I adapted the project to use Android Things for a hackster.io contest in October 2017, though it was very limited.
Other
[#] The CVUSD COVID-19 Tracker is a project that uses git scraping to track COVID-19 positive case numbers in my school district over time. New data is also logged to a Google Sheet to generate pretty graphs. Read about how I built this on my blog! (August 2021 – Ongoing)
[#] js-yaml-source-map is an NPM package for finding YAML source locations after parsing with js-yaml. I built this for the verification functionality of sciolyff in order to show the user where errors are located, and it was strangely relaxing. (March 2022)
[#] notion-ics is an simple SvelteKit-based site that generates an ICS calendar from a Notion database. I created this to mirror schedules in Notion to Google Calendar. (January 2022)

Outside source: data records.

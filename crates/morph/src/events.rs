//! Hook events.
//!
//! A caller can ask for selected hooks to also be broadcast as named events
//! (`im-before-node-added`, ...) to listeners registered on an
//! [`EventTarget`]. For cancelable (`before_*`) events the operation goes
//! ahead only if no listener prevented the default *and* the wrapped hook
//! agreed.

use crate::error::MorphError;
use crate::hooks::{AttributeMutation, HeadMergeReport, MorphHooks};
use dom::{Document, NodeId};
use serde::{Deserialize, Deserializer};
use std::str::FromStr;

#[derive(Clone, Copy, Debug, PartialEq, Eq, Hash)]
pub enum HookEvent {
    BeforeNodeAdded,
    AfterNodeAdded,
    BeforeNodeMorphed,
    AfterNodeMorphed,
    BeforeNodeRemoved,
    AfterNodeRemoved,
    BeforeAttributeUpdated,
}

impl HookEvent {
    pub const ALL: [HookEvent; 7] = [
        HookEvent::BeforeNodeAdded,
        HookEvent::AfterNodeAdded,
        HookEvent::BeforeNodeMorphed,
        HookEvent::AfterNodeMorphed,
        HookEvent::BeforeNodeRemoved,
        HookEvent::AfterNodeRemoved,
        HookEvent::BeforeAttributeUpdated,
    ];

    pub fn event_name(self) -> &'static str {
        match self {
            HookEvent::BeforeNodeAdded => "im-before-node-added",
            HookEvent::AfterNodeAdded => "im-after-node-added",
            HookEvent::BeforeNodeMorphed => "im-before-node-morphed",
            HookEvent::AfterNodeMorphed => "im-after-node-morphed",
            HookEvent::BeforeNodeRemoved => "im-before-node-removed",
            HookEvent::AfterNodeRemoved => "im-after-node-removed",
            HookEvent::BeforeAttributeUpdated => "im-before-attribute-updated",
        }
    }

    pub fn cancelable(self) -> bool {
        matches!(
            self,
            HookEvent::BeforeNodeAdded
                | HookEvent::BeforeNodeMorphed
                | HookEvent::BeforeNodeRemoved
                | HookEvent::BeforeAttributeUpdated
        )
    }
}

impl FromStr for HookEvent {
    type Err = MorphError;

    fn from_str(s: &str) -> Result<Self, Self::Err> {
        match s {
            "beforeNodeAdded" => Ok(HookEvent::BeforeNodeAdded),
            "afterNodeAdded" => Ok(HookEvent::AfterNodeAdded),
            "beforeNodeMorphed" => Ok(HookEvent::BeforeNodeMorphed),
            "afterNodeMorphed" => Ok(HookEvent::AfterNodeMorphed),
            "beforeNodeRemoved" => Ok(HookEvent::BeforeNodeRemoved),
            "afterNodeRemoved" => Ok(HookEvent::AfterNodeRemoved),
            "beforeAttributeUpdated" => Ok(HookEvent::BeforeAttributeUpdated),
            other => Err(MorphError::UnknownEvent(other.to_string())),
        }
    }
}

/// Parse `"beforeNodeAdded,afterNodeAdded"`.
pub fn parse_event_list(raw: &str) -> Result<Vec<HookEvent>, MorphError> {
    raw.split(',')
        .map(str::trim)
        .filter(|name| !name.is_empty())
        .map(str::parse)
        .collect()
}

pub(crate) fn comma_separated<'de, D>(deserializer: D) -> Result<Vec<HookEvent>, D::Error>
where
    D: Deserializer<'de>,
{
    let raw = String::deserialize(deserializer)?;
    parse_event_list(&raw).map_err(serde::de::Error::custom)
}

pub(crate) fn comma_separated_opt<'de, D>(
    deserializer: D,
) -> Result<Option<Vec<HookEvent>>, D::Error>
where
    D: Deserializer<'de>,
{
    comma_separated(deserializer).map(Some)
}

#[derive(Clone, Debug, PartialEq, Eq)]
pub enum EventDetail {
    Node(NodeId),
    Morph {
        old: NodeId,
        new: NodeId,
    },
    Attribute {
        name: String,
        node: NodeId,
        mutation: AttributeMutation,
    },
}

#[derive(Clone, Debug, PartialEq, Eq)]
pub struct MorphEvent {
    pub kind: HookEvent,
    pub detail: EventDetail,
    default_prevented: bool,
}

impl MorphEvent {
    pub fn name(&self) -> &'static str {
        self.kind.event_name()
    }

    /// No effect on non-cancelable (`after_*`) events.
    pub fn prevent_default(&mut self) {
        if self.kind.cancelable() {
            self.default_prevented = true;
        }
    }

    pub fn default_prevented(&self) -> bool {
        self.default_prevented
    }
}

type Listener = Box<dyn FnMut(&Document, &mut MorphEvent)>;

/// Listener registry events are dispatched to.
#[derive(Default)]
pub struct EventTarget {
    listeners: Vec<(HookEvent, Listener)>,
}

impl EventTarget {
    pub fn new() -> Self {
        Self::default()
    }

    pub fn add_listener(
        &mut self,
        kind: HookEvent,
        listener: impl FnMut(&Document, &mut MorphEvent) + 'static,
    ) {
        self.listeners.push((kind, Box::new(listener)));
    }

    pub fn remove_listeners(&mut self, kind: HookEvent) {
        self.listeners.retain(|(registered, _)| *registered != kind);
    }

    /// Returns `false` when a listener prevented the default.
    pub fn dispatch(&mut self, doc: &Document, kind: HookEvent, detail: EventDetail) -> bool {
        let mut event = MorphEvent {
            kind,
            detail,
            default_prevented: false,
        };
        log::trace!(target: "morph.events", "dispatch {}", event.name());
        for (registered, listener) in &mut self.listeners {
            if *registered == kind {
                listener(doc, &mut event);
            }
        }
        !event.default_prevented
    }

    /// Wrap `inner` so that the hooks listed in `enabled` also dispatch here.
    pub fn hooks<'a>(
        &'a mut self,
        enabled: &[HookEvent],
        inner: &'a mut dyn MorphHooks,
    ) -> EventHooks<'a> {
        EventHooks {
            target: self,
            enabled: enabled.to_vec(),
            inner,
        }
    }
}

pub struct EventHooks<'a> {
    target: &'a mut EventTarget,
    enabled: Vec<HookEvent>,
    inner: &'a mut dyn MorphHooks,
}

impl EventHooks<'_> {
    /// Dispatch if `kind` is enabled. The event always runs before the hook
    /// and both run even if the first says no.
    fn event(&mut self, doc: &Document, kind: HookEvent, detail: EventDetail) -> bool {
        if !self.enabled.contains(&kind) {
            return true;
        }
        self.target.dispatch(doc, kind, detail)
    }
}

impl MorphHooks for EventHooks<'_> {
    fn before_node_added(&mut self, doc: &Document, node: NodeId) -> bool {
        let event = self.event(doc, HookEvent::BeforeNodeAdded, EventDetail::Node(node));
        let hook = self.inner.before_node_added(doc, node);
        event && hook
    }

    fn after_node_added(&mut self, doc: &Document, node: NodeId) {
        self.event(doc, HookEvent::AfterNodeAdded, EventDetail::Node(node));
        self.inner.after_node_added(doc, node);
    }

    fn before_node_morphed(&mut self, doc: &Document, old: NodeId, new: NodeId) -> bool {
        let event = self.event(doc, HookEvent::BeforeNodeMorphed, EventDetail::Morph { old, new });
        let hook = self.inner.before_node_morphed(doc, old, new);
        event && hook
    }

    fn after_node_morphed(&mut self, doc: &Document, old: NodeId, new: NodeId) {
        self.event(doc, HookEvent::AfterNodeMorphed, EventDetail::Morph { old, new });
        self.inner.after_node_morphed(doc, old, new);
    }

    fn before_node_removed(&mut self, doc: &Document, node: NodeId) -> bool {
        let event = self.event(doc, HookEvent::BeforeNodeRemoved, EventDetail::Node(node));
        let hook = self.inner.before_node_removed(doc, node);
        event && hook
    }

    fn after_node_removed(&mut self, doc: &Document, node: NodeId) {
        self.event(doc, HookEvent::AfterNodeRemoved, EventDetail::Node(node));
        self.inner.after_node_removed(doc, node);
    }

    fn before_node_parked(&mut self, doc: &Document, node: NodeId) -> bool {
        self.inner.before_node_parked(doc, node)
    }

    fn after_node_parked(&mut self, doc: &Document, node: NodeId) {
        self.inner.after_node_parked(doc, node);
    }

    fn before_attribute_updated(
        &mut self,
        doc: &Document,
        name: &str,
        node: NodeId,
        mutation: AttributeMutation,
    ) -> bool {
        let detail = EventDetail::Attribute {
            name: name.to_string(),
            node,
            mutation,
        };
        let event = self.event(doc, HookEvent::BeforeAttributeUpdated, detail);
        let hook = self.inner.before_attribute_updated(doc, name, node, mutation);
        event && hook
    }

    fn should_preserve_head_node(&mut self, doc: &Document, node: NodeId) -> bool {
        self.inner.should_preserve_head_node(doc, node)
    }

    fn should_re_append_head_node(&mut self, doc: &Document, node: NodeId) -> bool {
        self.inner.should_re_append_head_node(doc, node)
    }

    fn should_remove_head_node(&mut self, doc: &Document, node: NodeId) -> bool {
        self.inner.should_remove_head_node(doc, node)
    }

    fn after_head_morphed(&mut self, doc: &Document, head: NodeId, report: &HeadMergeReport) {
        self.inner.after_head_morphed(doc, head, report);
    }
}

#[cfg(test)]
mod tests {
    use super::*;
    use crate::hooks::NoHooks;
    use std::cell::RefCell;
    use std::rc::Rc;

    #[test]
    fn event_names_are_kebab_cased() {
        assert_eq!(HookEvent::BeforeNodeAdded.event_name(), "im-before-node-added");
        assert_eq!(
            HookEvent::BeforeAttributeUpdated.event_name(),
            "im-before-attribute-updated"
        );
        assert!(!HookEvent::AfterNodeMorphed.cancelable());
    }

    #[test]
    fn event_lists_parse() {
        assert_eq!(
            parse_event_list("beforeNodeAdded, afterNodeRemoved,"),
            Ok(vec![HookEvent::BeforeNodeAdded, HookEvent::AfterNodeRemoved])
        );
        assert_eq!(
            parse_event_list("beforeLunch"),
            Err(MorphError::UnknownEvent("beforeLunch".to_string()))
        );
    }

    #[test]
    fn prevented_event_vetoes_and_disabled_event_is_silent() {
        let doc = Document::new();
        let node = doc.root();
        let seen = Rc::new(RefCell::new(Vec::new()));
        let mut target = EventTarget::new();
        let log = Rc::clone(&seen);
        target.add_listener(HookEvent::BeforeNodeAdded, move |_, event| {
            log.borrow_mut().push(event.name());
            event.prevent_default();
        });
        let log = Rc::clone(&seen);
        target.add_listener(HookEvent::BeforeNodeRemoved, move |_, event| {
            log.borrow_mut().push(event.name());
        });

        let mut inner = NoHooks;
        let mut hooks = target.hooks(&[HookEvent::BeforeNodeAdded], &mut inner);
        assert!(!hooks.before_node_added(&doc, node));
        assert!(hooks.before_node_removed(&doc, node));
        assert_eq!(*seen.borrow(), vec!["im-before-node-added"]);
    }

    #[test]
    fn after_events_cannot_be_prevented() {
        let doc = Document::new();
        let mut target = EventTarget::new();
        target.add_listener(HookEvent::AfterNodeAdded, |_, event| event.prevent_default());
        assert!(target.dispatch(&doc, HookEvent::AfterNodeAdded, EventDetail::Node(doc.root())));
    }
}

[#] Scriscord is a Scratch 3.0 extension that added blocks to allow you to program a Discord bot using Scratch. It was a just-for-fun two day project done mainly as a joke, but it worked! Here’s a video demo as well as a live playground hosted on GitHub Pages. (May 2020)
[#] elves.py is a Python script I wrote to brute force an extra credit logic problem my math teacher assigned over winter break. Essentially, it loops through every single possible combination of values and checks each one against the limitations given by the problem. Some manual optimization on the search space was necessary, but it did return the correct result in the end. I submitted a copy of the code along with an explanation, and even got extra credit on the extra credit. I also submitted this as a creative product for a summer camp where I go into a bit more detail about what happened. (December 2019)

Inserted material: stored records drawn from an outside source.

//! Head merging.
//!
//! Head children are matched by their full serialization rather than by
//! position: a stylesheet or script that is already present must stay put
//! (re-inserting it would reload it), everything new is appended, and under
//! `Merge` the leftovers are removed.

use crate::config::HeadStyle;
use crate::context::Reconciler;
use crate::error::MorphError;
use crate::hooks::HeadMergeReport;
use dom::{LoadSignal, NodeId};

impl Reconciler<'_> {
    /// Merge `new_head`'s children into `old_head`. With `track_loads`, every
    /// appended node referencing an external resource yields a load signal.
    pub(crate) fn merge_head(
        &mut self,
        old_head: NodeId,
        new_head: NodeId,
        track_loads: bool,
    ) -> Result<Vec<LoadSignal>, MorphError> {
        let append_only = self.ctx.head_style == HeadStyle::Append;

        // Serialization -> new node, in first-seen order.
        let mut incoming: Vec<(String, NodeId)> = Vec::new();
        let new_children: Vec<NodeId> = self.doc.element_children(new_head).collect();
        for node in new_children {
            let html = self.doc.outer_html(node);
            match incoming.iter_mut().find(|(key, _)| *key == html) {
                Some(entry) => entry.1 = node,
                None => incoming.push((html, node)),
            }
        }

        let mut report = HeadMergeReport::default();
        let mut to_append: Vec<NodeId> = Vec::new();
        let mut to_remove: Vec<NodeId> = Vec::new();

        let old_children: Vec<NodeId> = self.doc.element_children(old_head).collect();
        for current in old_children {
            let html = self.doc.outer_html(current);
            let position = incoming.iter().position(|(key, _)| *key == html);
            let re_append = self.hooks.should_re_append_head_node(self.doc, current);
            let preserve = self.hooks.should_preserve_head_node(self.doc, current);

            if position.is_some() || preserve {
                if re_append {
                    to_remove.push(current);
                } else {
                    if let Some(index) = position {
                        incoming.remove(index);
                    }
                    report.kept.push(current);
                }
            } else if append_only {
                if re_append {
                    to_remove.push(current);
                    to_append.push(current);
                } else {
                    report.kept.push(current);
                }
            } else if self.hooks.should_remove_head_node(self.doc, current) {
                to_remove.push(current);
            } else {
                report.kept.push(current);
            }
        }
        to_append.extend(incoming.into_iter().map(|(_, node)| node));

        let mut signals = Vec::new();
        for source in to_append {
            if !self.hooks.before_node_added(self.doc, source) {
                continue;
            }
            let copy = self.doc.clone_subtree(source);
            let external = ["href", "src"]
                .iter()
                .any(|name| self.doc.attribute(copy, name).is_some_and(|v| !v.is_empty()));
            if track_loads && external {
                signals.push(self.doc.watch_load(copy));
            }
            self.doc.append_child(old_head, copy)?;
            self.hooks.after_node_added(self.doc, copy);
            report.added.push(copy);
        }

        for node in to_remove {
            if !self.hooks.before_node_removed(self.doc, node) {
                continue;
            }
            self.doc.detach(node);
            self.hooks.after_node_removed(self.doc, node);
            report.removed.push(node);
        }

        log::debug!(
            target: "morph.head",
            "head merge: {} added, {} kept, {} removed, {} pending loads",
            report.added.len(),
            report.kept.len(),
            report.removed.len(),
            signals.len()
        );
        self.hooks.after_head_morphed(self.doc, old_head, &report);
        Ok(signals)
    }
}
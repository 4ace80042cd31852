use crate::NodeId;

#[derive(Clone, Debug, PartialEq, Eq, thiserror::Error)]
pub enum DomError {
    #[error("inserting {child:?} under {parent:?} would create a cycle")]
    HierarchyRequest { parent: NodeId, child: NodeId },
    #[error("{node:?} is not a child of {parent:?}")]
    NotAChild { parent: NodeId, node: NodeId },
    #[error("{0:?} cannot have children")]
    NotAContainer(NodeId),
    #[error("{0:?} is not an element")]
    NotAnElement(NodeId),
    #[error("{0:?} is not a text or comment node")]
    NotCharacterData(NodeId),
    #[error("{0:?} is still attached and cannot be released")]
    Attached(NodeId),
    #[error("{0:?} was already released")]
    Released(NodeId),
}
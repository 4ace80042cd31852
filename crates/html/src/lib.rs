//! Markup front-end: tokenize HTML and build trees inside a [`dom::Document`].
//!
//! Fragments are parsed into a detached `template` container; whole
//! documents into a detached document node with `html`/`head`/`body`
//! synthesized when the markup omits them.

mod entities;
mod tokenizer;
mod tree_builder;

use memchr::{memchr, memchr2};

pub use crate::tokenizer::{Token, tokenize};
pub use crate::tree_builder::{ParsedDocument, parse_document, parse_fragment, parse_into};

/// ASCII case-insensitive substring test.
pub fn contains_ignore_ascii_case(haystack: &str, needle: &str) -> bool {
    find_ignore_ascii_case(haystack, needle, 0).is_some()
}

/// Byte offset of the first ASCII case-insensitive match of `needle` at or
/// after `from`.
pub fn find_ignore_ascii_case(haystack: &str, needle: &str, from: usize) -> Option<usize> {
    let hay = haystack.as_bytes();
    let needle = needle.as_bytes();
    let n = needle.len();
    if n == 0 {
        return Some(from.min(hay.len()));
    }
    let first = needle[0];
    let (lower, upper) = (first.to_ascii_lowercase(), first.to_ascii_uppercase());
    let mut i = from;
    while i + n <= hay.len() {
        let rel = if lower == upper {
            memchr(lower, &hay[i..])
        } else {
            memchr2(lower, upper, &hay[i..])
        }?;
        let pos = i + rel;
        if pos + n <= hay.len() && hay[pos..pos + n].eq_ignore_ascii_case(needle) {
            return Some(pos);
        }
        i = pos + 1;
    }
    None
}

[#] 202020 was a Chrome extension I created to remind myself to look at something 20 feet away for 20 seconds every 20 minutes of staring at my screen, a strategy recommended by eye doctors to reduce eye strain. It uses the Chrome alarms API for timing. It wasn’t great, especially since the extension didn’t turn off while you were away, causing notifications to build up. This could definitely have been improved with some sort of idle detection, but I never got around to it. (June 2018)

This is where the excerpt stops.